The accomplishments throughout 2011 demonstrate the Commission’s commitment to those priorities and include:  

  • In Fiscal Year 2011, the Commission investigated, assessed, or cleaned up 200 abandoned pollution sites and plugged 801 orphaned wells using state managed funds.
  • In response to passage of House Bill 3328 last session, the Commission adopted one of the nation’s most comprehensive chemical disclosure rules for hydraulic fracturing. Oil and gas operators must disclose the chemicals used in the hydraulic fracturing fluid pumped into their wells. The rules also require drillers to disclose the amount of water used for hydraulically fracturing each well in the state. Texas is one of the first states to require making that information easily accessible to the public.

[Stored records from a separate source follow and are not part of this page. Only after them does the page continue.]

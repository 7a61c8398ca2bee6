//! Money helpers. Amounts are decimals with two fractional digits.
//!
//! Bounds follow the storage columns: unit prices are `decimal(10,2)`,
//! order totals `decimal(12,2)`. Anything larger is rejected up front.

use rust_decimal::{Decimal, RoundingStrategy};
use rust_decimal_macros::dec;

use crate::services::error::ServiceError;

/// Largest unit price a product or order line may carry
pub const MAX_PRICE: Decimal = dec!(99999999.99);

/// Largest line or order total that can be stored
pub const MAX_TOTAL: Decimal = dec!(9999999999.99);

/// Normalize an amount to exactly two fractional digits
pub fn money(amount: Decimal) -> Decimal {
    let mut rounded = amount.round_dp_with_strategy(2, RoundingStrategy::MidpointAwayFromZero);
    rounded.rescale(2);
    rounded
}

/// Round a unit price and check it fits the price column
pub fn check_price(price: Decimal) -> Result<Decimal, ServiceError> {
    if price < Decimal::ZERO {
        return Err(ServiceError::Validation("price cannot be negative".to_string()));
    }
    let price = money(price);
    if price > MAX_PRICE {
        return Err(ServiceError::Validation(format!(
            "price {} exceeds the maximum of {}",
            price, MAX_PRICE
        )));
    }
    Ok(price)
}

fn total_too_large(what: &str) -> ServiceError {
    ServiceError::Validation(format!("{} exceeds the maximum of {}", what, MAX_TOTAL))
}

pub fn line_total(quantity: i32, price_at_time: Decimal) -> Result<Decimal, ServiceError> {
    let total = Decimal::from(quantity)
        .checked_mul(price_at_time)
        .map(money)
        .ok_or_else(|| total_too_large("line total"))?;
    if total > MAX_TOTAL {
        return Err(total_too_large("line total"));
    }
    Ok(total)
}

/// Sum of quantity × price over `(quantity, price)` lines
pub fn order_total<I>(lines: I) -> Result<Decimal, ServiceError>
where
    I: IntoIterator<Item = (i32, Decimal)>,
{
    let mut total = Decimal::ZERO;
    for (quantity, price) in lines {
        total = total
            .checked_add(line_total(quantity, price)?)
            .ok_or_else(|| total_too_large("order total"))?;
        if total > MAX_TOTAL {
            return Err(total_too_large("order total"));
        }
    }
    Ok(money(total))
}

  • As a result of an increased appropriation from the 82nd Legislature, the Commission increased the number of oil and gas inspectors from 88 to 153 thereby strengthening environmental protection and public safety efforts. Last year, Oil and Gas Division field staff in the Commission’s District Offices monitored over 396,000 wells across the state and conducted approximately 115,000 field inspections.

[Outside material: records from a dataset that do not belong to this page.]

//! `SeaORM` Entity for order_items table

use sea_orm::entity::prelude::*;
use serde::{Deserialize, Serialize};

#[derive(Clone, Debug, PartialEq, Eq, DeriveEntityModel, Serialize, Deserialize)]
#[sea_orm(table_name = "order_items")]
pub struct Model {
    #[sea_orm(primary_key)]
    pub id: i32,
    pub order_id: i32,
    /// NULL once the product has been removed from the catalog
    pub product_id: Option<i32>,
    pub quantity: i32,
    #[sea_orm(column_type = "Decimal(Some((10, 2)))")]
    pub price_at_time: Decimal,
}

#[derive(Copy, Clone, Debug, EnumIter, DeriveRelation)]
pub enum Relation {
    #[sea_orm(
        belongs_to = "super::orders::Entity",
        from = "Column::OrderId",
        to = "super::orders::Column::Id",
        on_update = "Cascade",
        on_delete = "Cascade"
    )]
    Orders,
    #[sea_orm(
        belongs_to = "super::products::Entity",
        from = "Column::ProductId",
        to = "super::products::Column::Id",
        on_delete = "SetNull"
    )]
    Products,
}

impl Related<super::orders::Entity> for Entity {
    fn to() -> RelationDef {
        Relation::Orders.def()
    }
}

impl Related<super::products::Entity> for Entity {
    fn to() -> RelationDef {
        Relation::Products.def()
    }
}

impl ActiveModelBehavior for ActiveModel {}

  • The Commission’s Pipeline Safety Division reports that Pipeline Safety inspectors completed 3,100 inspections in 2011, up from approximately 2,500 in the previous year. These increased inspections include: 21 percent more on distribution systems; 34 percent more on gas transmission lines; and 28 percent more on hazardous liquids lines. In March the Commission adopted a new rule requiring distribution operators to begin managing their highest-risk systems with replacement programs. Excavation-related pipeline damage incidents have dropped since the inception of the Commission’s Damage Prevention program from 12,847 in 2008 to 8,503 in 2011, a 33.8  percent decrease in excavation related damage incidents.
  • The Texas Commission on Environmental Quality’s surface casing team was transferred to the Commission and renamed the Groundwater Advisory Unit. Addition of the Unit has increased efficiency of day-to-day industry operations by eliminating the need for dual agency involvement. 
  • The Commission created an Enforcement Roundtable and launched a technological effort for the purpose of expanding the agency’s online field inspection reporting system. The goal is to publish complaint and enforcement data on the agency website where it can be easily accessed by the public. The first phase was been completed with some enforcement data now available on the agency website. The Commission will continue to roll out more comprehensive information over the coming months with final completion of the project expected early in FY 2013.
  • Another technological advance made in the past year was the redesign of the agency website and enhancement of its search capabilities. This was the latest improvement to t he Commission website which already contains a GIS map viewer and data query applications making it possible for the public and operators to access information ranging from drilling permits and production data to disposal/injection well data and pipeline information. Approximately 91 percent of forms and reports are filed by operators electronically through the RRC Online Systems. The Drilling Permit query alone receives an average of one million page views per month.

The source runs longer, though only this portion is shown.